SAFFRON-104: a phase Ib/II study of sitravatinib alone or with tislelizumab in advanced hepatocellular carcinoma and gastric cancer/gastroesophageal junction cancer
**Background:** Sitravatinib is a selective tyrosine kinase inhibitor that targets TAM receptors (TYRO3, AXL, MER), VEGFR-2, KIT, and MET. The SAFFRON-104 trial (NCT03941873) was a multicohort phase Ib/II study evaluating sitravatinib, both alone and in combination with tislelizumab, an anti-PD-1 antibody, in patients with advanced hepatocellular carcinoma (HCC) or gastric/gastroesophageal junction cancer (GC/GEJC).
**Methods:** Eligible participants had histologically or cytologically confirmed advanced HCC or GC/GEJC. Phase I aimed to determine the recommended phase II dose (RP2D) of sitravatinib, with or without tislelizumab. In Phase II, sitravatinib monotherapy was evaluated in pretreated HCC patients, and the combination of sitravatinib and tislelizumab was assessed in anti-PD-(L)1-naïve or -treated HCC and anti-PD-(L)1-naïve GC/GEJC patients. The primary endpoints were safety and tolerability in Phase I, and the objective response rate (ORR) in Phase II.

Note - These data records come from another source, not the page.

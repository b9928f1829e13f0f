//! Compare two GraphQL schemas and classify every difference by its impact on existing clients.
//!
//! The intended workflow is the following:
//!
//! - Parse the two schemas into [SchemaGraph]s, with [SchemaGraph::parse()] or
//!   [SchemaGraph::from_document()].
//! - Compare them with [compare_schemas()], which returns a [DiffResult] where each [Change] is
//!   [Level::Breaking], [Level::Dangerous] or [Level::NonBreaking].
//!
//! [diff()] does both steps from SDL strings.

#![cfg_attr(test, allow(unused_crate_dependencies))]
#![deny(missing_docs)]

mod change;
mod compare;
mod correspondence;
mod diff_config;
mod error;
mod result;
mod schema;
mod state;
mod type_ref;
mod value;

pub use change::{Change, ChangeKind, Level, Severity};
pub use compare::{compare_schemas, compare_schemas_with_config};
pub use correspondence::{match_maps, match_sequences, Correspondence};
pub use diff_config::DiffConfig;
pub use error::{Error, SchemaSide};
pub use result::DiffResult;
pub use schema::{
    ArgumentDeclaration, DirectiveDeclaration, EnumValueDeclaration, FieldDeclaration, RootOperation, SchemaGraph,
    TypeDeclaration, TypeKind,
};
pub use type_ref::{is_breaking_change, type_equals, Position, TypeReference};
pub use value::{value_equals, Value};

/// Diff two GraphQL schemas in SDL with the default [DiffConfig].
pub fn diff(source: &str, target: &str) -> Result<DiffResult, Error> {
    diff_with_config(source, target, DiffConfig::default())
}

/// Diff two GraphQL schemas in SDL.
///
/// Errors name the schema they come from: see [Error::Schema].
pub fn diff_with_config(source: &str, target: &str, config: DiffConfig) -> Result<DiffResult, Error> {
    let _span = tracing::debug_span!("diff").entered();

    let source = SchemaGraph::parse(source).map_err(|err| err.in_schema(SchemaSide::Source))?;
    let target = SchemaGraph::parse(target).map_err(|err| err.in_schema(SchemaSide::Target))?;

    Ok(compare_schemas_with_config(&source, &target, &config))
}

**Results:** As of the data cutoff on March 31, 2023, 111 patients were enrolled, with 102 evaluable for efficacy (median follow-up of 9.1 months, ranging from 0.7 to 36.9 months). The RP2D for sitravatinib was established as 120 mg once daily. Among patients receiving sitravatinib monotherapy, 14 (51.9%) experienced grade ≥3 treatment-related adverse events, while 42 (50.0%) of those receiving the combination therapy had similar events. The ORR for sitravatinib monotherapy in pretreated HCC patients was 25% (95% confidence interval [CI]: 8.7-49.1). For patients treated with sitravatinib and tislelizumab, the ORR was 11.5% (95% CI: 2.4-30.2) in anti-PD-(L)1-naïve HCC, 9.5% (95% CI: 1.2-30.4) in anti-PD-(L)1-treated HCC, and 16.1% (95% CI: 5.5-33.7) in anti-PD-(L)1-naïve GC/GEJC.
**Conclusions:** Sitravatinib, with or without tislelizumab, was generally well tolerated and showed early signs of antitumor activity in patients with advanced HCC and GC/GEJC.